Chapitre 6: Problème universel
Ecrit par Lalie308
— Donc si je comprends bien, tu veux les rejoindre ? demanda Cody.
Axa était assise en face de lui, dans la chambre de cette dernière et se tripotait les doigts. Elle leva la tête et pour la première fois depuis que Cody la connaissait, elle afficha un air confus.
— Oui. Je sais qu'eux ils m'accepteront. Les seuls que j'ai rencontrés me respectent et m'appellent même déesse tu t'en rends compte ?
Cody se leva brusquement pour faire les cent pas dans la pièce.
— Bon sang ! Axa tu ne sais pas ce qu'il y a derrière tout ça alors évite de te créer encore plus de problèmes.
— Je m'en câlice des problèmes, tu sais ? Je suis à moi toute seule un problème. Bref. Je vais sérieusement y penser.
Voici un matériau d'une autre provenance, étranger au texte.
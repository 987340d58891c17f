use log::info;

use crate::args::{RangeArgs, TaskArgs};
use crate::error::Result;
use crate::models::{TimeEntry, TimeEntryFilter};
use crate::repository::WorkspaceRepository;

/// `entries`サブコマンドの引数。
#[derive(Debug, clap::Args)]
pub struct EntriesArgs {
    #[clap(flatten)]
    range: RangeArgs,

    #[clap(flatten)]
    task: TaskArgs,
}

pub struct EntriesCommand<'a, T: WorkspaceRepository> {
    repository: &'a T,
}

impl<'a, T: WorkspaceRepository> EntriesCommand<'a, T> {
    /// 新しい`EntriesCommand`を返す。
    ///
    /// # Arguments
    /// * `repository` - ClickUp APIと通信するためのリポジトリ
    pub fn new(repository: &'a T) -> Self {
        Self { repository }
    }

    /// `entries`サブコマンドの処理を行う。
    ///
    /// 期間内のタイムエントリーを取得する。taskを1つ指定した場合はAPI側で絞り込み、
    /// listを指定した場合は取得後にそのlistのtaskだけを残す。
    pub async fn run(&self, args: EntriesArgs) -> Result<Vec<TimeEntry>> {
        let (_, range) = args.range.resolve()?;
        let selection = args.task.selection(self.repository).await?;

        let time_entries = self
            .repository
            .fetch_time_entries(&TimeEntryFilter {
                task_id: selection.task_id().map(String::from),
                range,
            })
            .await?;
        info!("Time entries retrieved successfully.");

        Ok(selection.filter_entries(time_entries))
    }
}

#[cfg(test)]
mod tests {
    use chrono::{Local, TimeZone};
    use rstest::rstest;

    use super::{EntriesArgs, EntriesCommand};
    use crate::args::{RangeArgs, TaskArgs};
    use crate::datetime::mock_datetime;
    use crate::models::fixtures::entry;
    use crate::repository::MockWorkspaceRepository;

    fn args(period: &str, task_id: Option<&str>) -> EntriesArgs {
        EntriesArgs {
            range: RangeArgs {
                period: period.to_string(),
                start: None,
                end: None,
            },
            task: TaskArgs {
                task_id: task_id.map(String::from),
                ..TaskArgs::default()
            },
        }
    }

    #[tokio::test]
    async fn test_entries_command_no_task() {
        let mut repository = MockWorkspaceRepository::new();
        repository
            .expect_fetch_time_entries()
            .withf(|filter| filter.task_id.is_none())
            .times(1)
            .returning(|_| Ok(vec![entry("e1", ("t1", "A"), "u1", 0, 60_000)]));

        let result = EntriesCommand::new(&repository).run(args("today", None)).await;

        assert_eq!(result.unwrap().len(), 1);
    }

    /// 前日の00:00:00から当日の00:00:00の1ミリ秒前までを取得する。
    #[rstest]
    #[case(Local.with_ymd_and_hms(2024, 7, 17, 15, 30, 0).unwrap())]
    #[case(Local.with_ymd_and_hms(2000, 1, 1, 0, 0, 0).unwrap())]
    #[tokio::test]
    async fn test_entries_command_yesterday(#[case] now: chrono::DateTime<Local>) {
        mock_datetime::set_mock_time(now);
        let today_start = now.date_naive().and_hms_opt(0, 0, 0).unwrap();
        let expected_end = Local
            .from_local_datetime(&today_start)
            .unwrap()
            .timestamp_millis()
            - 1;
        let mut repository = MockWorkspaceRepository::new();
        repository
            .expect_fetch_time_entries()
            .withf(move |filter| {
                filter.task_id.as_deref() == Some("t1") && filter.range.end == expected_end
            })
            .times(1)
            .returning(|_| Ok(vec![]));

        let result = EntriesCommand::new(&repository)
            .run(args("yesterday", Some("t1")))
            .await;
        mock_datetime::clear_mock_time();

        assert!(result.unwrap().is_empty());
    }
}
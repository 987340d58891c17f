use log::{debug, info, warn};

use crate::error::{Result, TrackerError};
use crate::hierarchy::{Hierarchy, HierarchyNode, NodeKind};
use crate::repository::WorkspaceRepository;

/// taskやlistの名前をidに解決する。
///
/// 名前の比較は大文字小文字を区別しない完全一致。同名の候補が複数ある場合は
/// 階層の探索順で最初のものを採用する。
pub struct NameResolver<'a, T: WorkspaceRepository> {
    repository: &'a T,
}

impl<'a, T: WorkspaceRepository> NameResolver<'a, T> {
    /// 新しい`NameResolver`を返す。
    ///
    /// # Arguments
    /// * `repository` - ClickUp APIと通信するためのリポジトリ
    pub fn new(repository: &'a T) -> Self {
        Self { repository }
    }

    /// list名をidに解決する。
    pub async fn resolve_list_id(&self, list_name: &str) -> Result<String> {
        let tree = self.repository.fetch_workspace_hierarchy().await?;

        Ok(find_list(&tree, list_name)?.id.clone())
    }

    /// task名をidに解決する。
    ///
    /// `list_name`を指定した場合はそのlistのtaskだけを探す。指定しない場合は
    /// workspace内のすべてのlistを探索順に取得していくため、list数だけAPIを呼ぶことがある。
    ///
    /// # Arguments
    ///
    /// * `task_name` - task名
    /// * `list_name` - 探索対象を絞り込むlist名
    pub async fn resolve_task_id(&self, task_name: &str, list_name: Option<&str>) -> Result<String> {
        let tree = self.repository.fetch_workspace_hierarchy().await?;

        let list_ids: Vec<String> = match list_name {
            Some(list_name) => vec![find_list(&tree, list_name)?.id.clone()],
            None => tree
                .nodes_of_kind(NodeKind::List)
                .map(|node| node.id.clone())
                .collect(),
        };

        let needle = task_name.to_lowercase();
        for list_id in &list_ids {
            let tasks = self.repository.fetch_tasks_in_list(list_id).await?;
            debug!("Searching {} tasks in list {}", tasks.len(), list_id);

            if let Some(task) = tasks.into_iter().find(|t| t.name.to_lowercase() == needle) {
                info!("Resolved task '{}' to {} in list {}", task_name, task.id, list_id);
                return Ok(task.id);
            }
        }

        Err(TrackerError::NotFound {
            kind: NodeKind::Task.as_str(),
            name: task_name.to_string(),
        })
    }
}

fn find_list<'t>(tree: &'t Hierarchy, list_name: &str) -> Result<&'t HierarchyNode> {
    let list = tree
        .find_by_name(list_name, NodeKind::List)
        .ok_or_else(|| TrackerError::NotFound {
            kind: NodeKind::List.as_str(),
            name: list_name.to_string(),
        })?;

    let ids: Vec<&str> = tree
        .find_all_by_name(list_name, NodeKind::List)
        .map(|node| node.id.as_str())
        .collect();
    if ids.len() > 1 {
        warn!(
            "List name '{}' matches {} lists {:?}, using {}",
            list_name,
            ids.len(),
            ids,
            list.id
        );
    }

    Ok(list)
}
Son interlocuteur se contenta de soupirer bruyamment.
— Parlons de choses plus relaxantes. Tu auras dix-huit ans dans deux jours. Tu veux qu'on fasse la fête, je veux dire rien que tous les deux ? lança Cody sur un ton plein de sous-entendus.
Axa le regarda d'un air dégoûté et lui donna un coup à l'épaule. Cody grimaça et afficha un sourire coquin.
— Mais qu'est-ce que tu racontes ? Et puis maintenant bouge c'est bon, bafouilla-t-elle.
Elle prononça ces paroles en se levant et poussant le brun hors de la pièce.
— Tu me chasses Axa ? feint-il de s'indigner.
— Et je m'en régale, rétorqua-t-elle en souriant.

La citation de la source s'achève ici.